[The problem]:
Go through the data and count the lines holding the string "used". Write only the number.
<<<<
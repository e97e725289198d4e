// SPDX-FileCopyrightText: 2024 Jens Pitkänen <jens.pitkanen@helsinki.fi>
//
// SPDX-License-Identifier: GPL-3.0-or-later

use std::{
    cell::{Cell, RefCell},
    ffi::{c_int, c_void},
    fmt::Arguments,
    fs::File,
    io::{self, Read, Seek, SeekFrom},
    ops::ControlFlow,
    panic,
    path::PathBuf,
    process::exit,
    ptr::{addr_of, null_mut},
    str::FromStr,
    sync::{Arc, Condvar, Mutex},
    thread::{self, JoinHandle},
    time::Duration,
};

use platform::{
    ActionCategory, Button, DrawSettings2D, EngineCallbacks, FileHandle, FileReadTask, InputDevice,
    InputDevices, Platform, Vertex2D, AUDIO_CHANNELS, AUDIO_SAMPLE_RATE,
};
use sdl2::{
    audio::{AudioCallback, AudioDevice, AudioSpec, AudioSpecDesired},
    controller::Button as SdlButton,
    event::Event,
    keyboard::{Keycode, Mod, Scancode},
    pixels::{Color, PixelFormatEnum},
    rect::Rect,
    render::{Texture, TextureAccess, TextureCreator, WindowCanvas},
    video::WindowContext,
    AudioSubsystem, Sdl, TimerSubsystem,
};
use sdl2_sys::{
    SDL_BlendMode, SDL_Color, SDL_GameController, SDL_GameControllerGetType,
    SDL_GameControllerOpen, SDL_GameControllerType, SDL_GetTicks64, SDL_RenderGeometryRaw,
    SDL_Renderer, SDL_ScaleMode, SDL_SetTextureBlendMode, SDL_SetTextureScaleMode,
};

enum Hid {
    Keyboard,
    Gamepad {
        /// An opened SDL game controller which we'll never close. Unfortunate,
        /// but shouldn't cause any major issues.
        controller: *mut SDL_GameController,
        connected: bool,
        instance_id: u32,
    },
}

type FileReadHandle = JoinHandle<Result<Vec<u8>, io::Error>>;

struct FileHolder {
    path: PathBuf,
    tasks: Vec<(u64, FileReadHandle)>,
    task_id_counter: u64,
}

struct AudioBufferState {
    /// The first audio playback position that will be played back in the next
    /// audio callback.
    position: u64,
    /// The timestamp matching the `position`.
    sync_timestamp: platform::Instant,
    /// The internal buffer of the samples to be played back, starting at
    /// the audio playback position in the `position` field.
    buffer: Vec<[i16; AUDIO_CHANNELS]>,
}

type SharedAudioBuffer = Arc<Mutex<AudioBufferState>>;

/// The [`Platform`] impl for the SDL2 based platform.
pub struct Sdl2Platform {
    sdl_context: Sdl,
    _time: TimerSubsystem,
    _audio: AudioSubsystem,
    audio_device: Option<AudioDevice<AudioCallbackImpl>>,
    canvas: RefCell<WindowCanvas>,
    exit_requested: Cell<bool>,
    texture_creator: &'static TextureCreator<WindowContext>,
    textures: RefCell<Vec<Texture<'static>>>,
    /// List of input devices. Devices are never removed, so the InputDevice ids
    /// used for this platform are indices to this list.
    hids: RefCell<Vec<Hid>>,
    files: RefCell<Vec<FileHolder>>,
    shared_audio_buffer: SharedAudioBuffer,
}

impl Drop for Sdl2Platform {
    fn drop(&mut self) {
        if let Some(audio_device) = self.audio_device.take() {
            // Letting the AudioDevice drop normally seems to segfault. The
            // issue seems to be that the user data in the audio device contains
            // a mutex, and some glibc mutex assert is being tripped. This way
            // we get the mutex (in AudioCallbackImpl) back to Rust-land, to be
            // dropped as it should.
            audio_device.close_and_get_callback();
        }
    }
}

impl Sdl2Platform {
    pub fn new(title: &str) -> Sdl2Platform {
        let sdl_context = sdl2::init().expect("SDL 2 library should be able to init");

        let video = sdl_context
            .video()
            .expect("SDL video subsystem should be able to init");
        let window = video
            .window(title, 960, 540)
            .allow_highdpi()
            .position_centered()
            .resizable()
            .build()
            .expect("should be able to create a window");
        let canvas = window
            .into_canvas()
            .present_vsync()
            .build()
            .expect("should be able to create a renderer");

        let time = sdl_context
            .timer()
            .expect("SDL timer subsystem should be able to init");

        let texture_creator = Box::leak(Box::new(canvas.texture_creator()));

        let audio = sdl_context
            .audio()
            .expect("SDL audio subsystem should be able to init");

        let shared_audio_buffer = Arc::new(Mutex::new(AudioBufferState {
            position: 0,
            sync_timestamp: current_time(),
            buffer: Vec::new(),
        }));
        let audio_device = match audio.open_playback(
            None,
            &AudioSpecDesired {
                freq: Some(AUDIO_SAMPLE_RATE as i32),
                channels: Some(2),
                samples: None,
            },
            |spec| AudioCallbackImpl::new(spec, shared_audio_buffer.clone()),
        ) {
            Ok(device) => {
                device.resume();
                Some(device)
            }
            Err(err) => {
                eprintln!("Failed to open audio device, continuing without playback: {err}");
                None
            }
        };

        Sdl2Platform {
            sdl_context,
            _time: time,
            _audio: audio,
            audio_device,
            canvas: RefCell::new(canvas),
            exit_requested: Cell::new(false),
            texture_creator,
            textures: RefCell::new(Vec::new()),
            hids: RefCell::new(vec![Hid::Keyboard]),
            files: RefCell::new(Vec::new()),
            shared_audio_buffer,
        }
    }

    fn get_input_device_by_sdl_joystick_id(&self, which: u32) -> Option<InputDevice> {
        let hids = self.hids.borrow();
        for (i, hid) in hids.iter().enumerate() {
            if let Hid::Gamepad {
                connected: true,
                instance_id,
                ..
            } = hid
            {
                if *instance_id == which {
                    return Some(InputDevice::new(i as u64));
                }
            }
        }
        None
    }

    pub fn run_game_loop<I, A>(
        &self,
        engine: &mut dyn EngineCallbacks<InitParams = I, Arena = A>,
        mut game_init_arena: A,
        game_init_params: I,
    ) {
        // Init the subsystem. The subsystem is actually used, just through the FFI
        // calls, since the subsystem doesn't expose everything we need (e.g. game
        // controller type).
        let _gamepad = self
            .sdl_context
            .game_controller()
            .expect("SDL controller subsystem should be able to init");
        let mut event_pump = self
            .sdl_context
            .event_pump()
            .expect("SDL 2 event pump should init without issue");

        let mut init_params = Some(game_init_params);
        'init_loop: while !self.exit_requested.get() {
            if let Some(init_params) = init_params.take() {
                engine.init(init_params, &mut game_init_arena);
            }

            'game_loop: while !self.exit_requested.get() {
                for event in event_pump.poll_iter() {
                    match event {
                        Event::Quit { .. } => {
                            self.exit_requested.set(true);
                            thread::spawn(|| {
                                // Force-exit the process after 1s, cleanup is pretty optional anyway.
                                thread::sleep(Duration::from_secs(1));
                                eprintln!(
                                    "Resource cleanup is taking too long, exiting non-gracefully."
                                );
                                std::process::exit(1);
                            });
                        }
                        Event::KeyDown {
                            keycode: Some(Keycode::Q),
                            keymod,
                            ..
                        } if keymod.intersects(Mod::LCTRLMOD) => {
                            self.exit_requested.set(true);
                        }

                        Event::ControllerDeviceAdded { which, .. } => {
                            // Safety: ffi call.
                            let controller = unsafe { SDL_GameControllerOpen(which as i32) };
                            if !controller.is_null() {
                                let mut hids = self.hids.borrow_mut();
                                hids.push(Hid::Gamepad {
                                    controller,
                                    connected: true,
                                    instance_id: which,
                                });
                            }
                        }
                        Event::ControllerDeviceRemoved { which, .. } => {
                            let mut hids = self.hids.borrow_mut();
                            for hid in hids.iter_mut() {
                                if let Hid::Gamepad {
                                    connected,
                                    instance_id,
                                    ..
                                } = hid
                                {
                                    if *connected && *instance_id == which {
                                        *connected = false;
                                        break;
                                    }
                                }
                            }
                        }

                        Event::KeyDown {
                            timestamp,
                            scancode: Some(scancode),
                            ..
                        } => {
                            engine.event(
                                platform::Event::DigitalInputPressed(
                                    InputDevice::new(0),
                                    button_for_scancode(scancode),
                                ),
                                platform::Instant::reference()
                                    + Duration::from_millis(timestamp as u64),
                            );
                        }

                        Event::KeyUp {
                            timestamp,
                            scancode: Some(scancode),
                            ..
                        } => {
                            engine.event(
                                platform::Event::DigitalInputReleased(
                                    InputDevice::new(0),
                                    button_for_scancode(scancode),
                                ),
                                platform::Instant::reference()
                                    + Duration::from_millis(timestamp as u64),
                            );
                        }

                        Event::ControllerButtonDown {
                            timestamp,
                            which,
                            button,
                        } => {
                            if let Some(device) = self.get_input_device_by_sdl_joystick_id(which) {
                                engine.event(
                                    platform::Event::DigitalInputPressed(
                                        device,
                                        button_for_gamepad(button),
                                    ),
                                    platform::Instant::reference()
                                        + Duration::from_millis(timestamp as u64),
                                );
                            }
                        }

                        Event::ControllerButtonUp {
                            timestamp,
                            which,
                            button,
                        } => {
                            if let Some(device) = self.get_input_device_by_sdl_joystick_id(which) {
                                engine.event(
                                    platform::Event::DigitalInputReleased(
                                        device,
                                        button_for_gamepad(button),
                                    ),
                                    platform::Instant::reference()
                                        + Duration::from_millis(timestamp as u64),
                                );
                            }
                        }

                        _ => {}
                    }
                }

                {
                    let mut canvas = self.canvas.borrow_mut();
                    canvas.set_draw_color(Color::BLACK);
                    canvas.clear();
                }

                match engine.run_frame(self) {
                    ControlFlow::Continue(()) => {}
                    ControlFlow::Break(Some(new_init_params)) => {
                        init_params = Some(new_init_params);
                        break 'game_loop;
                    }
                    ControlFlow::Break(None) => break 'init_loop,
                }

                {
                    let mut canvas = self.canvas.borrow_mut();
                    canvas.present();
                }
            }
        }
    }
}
>>>>
[Reply]:
2